**ABOUT THIS TASK:** Scan the records for the string "impl" and copy every line that holds it.

*** Opening of STUDY MATERIAL ***

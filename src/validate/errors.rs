//! Validation-time error surface.
//!
//! Two families: `ArgumentError` for malformed input to the engine
//! itself (non-container constructor arguments, cast targets with no
//! conversion) and `ValidationError` for records that violate their
//! schema. Validation errors are raised at the first failing attribute;
//! nothing is aggregated.

use serde_json::Value;
use thiserror::Error;

use crate::value::{Key, ValueKind};

/// Result type for validation operations.
pub type ValidateResult<T> = Result<T, Error>;

/// Sub-kind of a validation failure.
#[derive(Debug, Clone, Copy, PartialEq, Eq)]
pub enum ValidationKind {
    /// Required attribute missing or Null
    Presence,
    /// Value's runtime kind violates the declared constraint
    TypeMismatch,
    /// A collection value holds an element of the wrong kind
    CollectionElementMismatch,
    /// Value outside the declared one_of set
    OneOfViolation,
    /// A custom validator returned false
    CustomValidationFailure,
    /// Input key outside the declared key set
    KeyRestrictionViolation,
}

/// A record violated its schema.
#[derive(Debug, Clone, PartialEq, Error)]
#[error("{message} in type {type_name}")]
pub struct ValidationError {
    kind: ValidationKind,
    message: String,
    type_name: String,
}

impl ValidationError {
    /// Required attribute missing or Null.
    pub fn presence(key: &Key, type_name: &str) -> Self {
        Self {
            kind: ValidationKind::Presence,
            message: format!("Required value {} not present", key),
            type_name: type_name.to_string(),
        }
    }

    /// Runtime kind does not satisfy the declared constraint.
    pub fn type_mismatch(key: &Key, actual: ValueKind, expected: &str, type_name: &str) -> Self {
        Self {
            kind: ValidationKind::TypeMismatch,
            message: format!(
                "Class mismatch for {} -> {}. Should be a {}",
                key, actual, expected
            ),
            type_name: type_name.to_string(),
        }
    }

    /// A collection value holds elements of the wrong kind.
    pub fn collection_mismatch(key: &Key, element: &str, type_name: &str) -> Self {
        Self {
            kind: ValidationKind::CollectionElementMismatch,
            message: format!(
                "Class mismatch for {}. All values should be of type {}",
                key, element
            ),
            type_name: type_name.to_string(),
        }
    }

    /// Value outside the declared one_of set.
    pub fn one_of_violation(key: &Key, permitted: &[Value], type_name: &str) -> Self {
        Self {
            kind: ValidationKind::OneOfViolation,
            message: format!(
                "Value for {} not one of {}",
                key,
                join_literals(permitted)
            ),
            type_name: type_name.to_string(),
        }
    }

    /// A custom validator returned false.
    pub fn custom_failure(key: &Key, type_name: &str) -> Self {
        Self {
            kind: ValidationKind::CustomValidationFailure,
            message: format!("Custom validation not met for {}", key),
            type_name: type_name.to_string(),
        }
    }

    /// Input carried a key outside the declared set.
    pub fn key_restriction(allowed: &[String], type_name: &str) -> Self {
        Self {
            kind: ValidationKind::KeyRestrictionViolation,
            message: format!("Keys are restricted to {}", allowed.join(", ")),
            type_name: type_name.to_string(),
        }
    }

    /// The failure sub-kind.
    pub fn kind(&self) -> ValidationKind {
        self.kind
    }

    /// Human-readable message, without the type suffix.
    pub fn message(&self) -> &str {
        &self.message
    }

    /// Name of the offending record type.
    pub fn type_name(&self) -> &str {
        &self.type_name
    }
}

/// Renders literal values for messages: strings bare, everything else
/// in JSON form.
fn join_literals(values: &[Value]) -> String {
    values
        .iter()
        .map(|v| match v {
            Value::String(s) => s.clone(),
            other => other.to_string(),
        })
        .collect::<Vec<_>>()
        .join(", ")
}

/// The engine was handed something it cannot work with.
#[derive(Debug, Clone, PartialEq, Error)]
pub enum ArgumentError {
    /// Map record constructed from a non-map value
    #[error("only map-like values can be used to construct {type_name}, got {actual}")]
    NotAMap {
        /// Record type being constructed
        type_name: String,
        /// Kind of the rejected value
        actual: ValueKind,
    },

    /// List record constructed from a non-list value
    #[error("only list-like values can be used to construct {type_name}, got {actual}")]
    NotAList {
        /// Record type being constructed
        type_name: String,
        /// Kind of the rejected value
        actual: ValueKind,
    },

    /// Cast requested towards a target with no registered conversion
    #[error("no conversion registered to cast attribute {key} to {target}")]
    UnsupportedCast {
        /// Offending attribute key
        key: String,
        /// Declared cast target
        target: String,
    },
}

impl ArgumentError {
    pub(crate) fn not_a_map(type_name: &str, value: &Value) -> Self {
        ArgumentError::NotAMap {
            type_name: type_name.to_string(),
            actual: ValueKind::of(value),
        }
    }

    pub(crate) fn not_a_list(type_name: &str, value: &Value) -> Self {
        ArgumentError::NotAList {
            type_name: type_name.to_string(),
            actual: ValueKind::of(value),
        }
    }

    pub(crate) fn unsupported_cast(key: &Key, target: &str) -> Self {
        ArgumentError::UnsupportedCast {
            key: key.to_string(),
            target: target.to_string(),
        }
    }
}

/// Any failure a construction or mutation can surface.
#[derive(Debug, Clone, PartialEq, Error)]
pub enum Error {
    /// Malformed input to the engine
    #[error(transparent)]
    Argument(#[from] ArgumentError),
    /// Schema violation
    #[error(transparent)]
    Validation(#[from] ValidationError),
}

impl Error {
    /// The validation failure, if this is one.
    pub fn as_validation(&self) -> Option<&ValidationError> {
        match self {
            Error::Validation(err) => Some(err),
            Error::Argument(_) => None,
        }
    }
}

*** Close of STUDY MATERIAL ***

**WRITTEN SOLUTION:**
impl ValidationError {
impl ArgumentError {
impl Error {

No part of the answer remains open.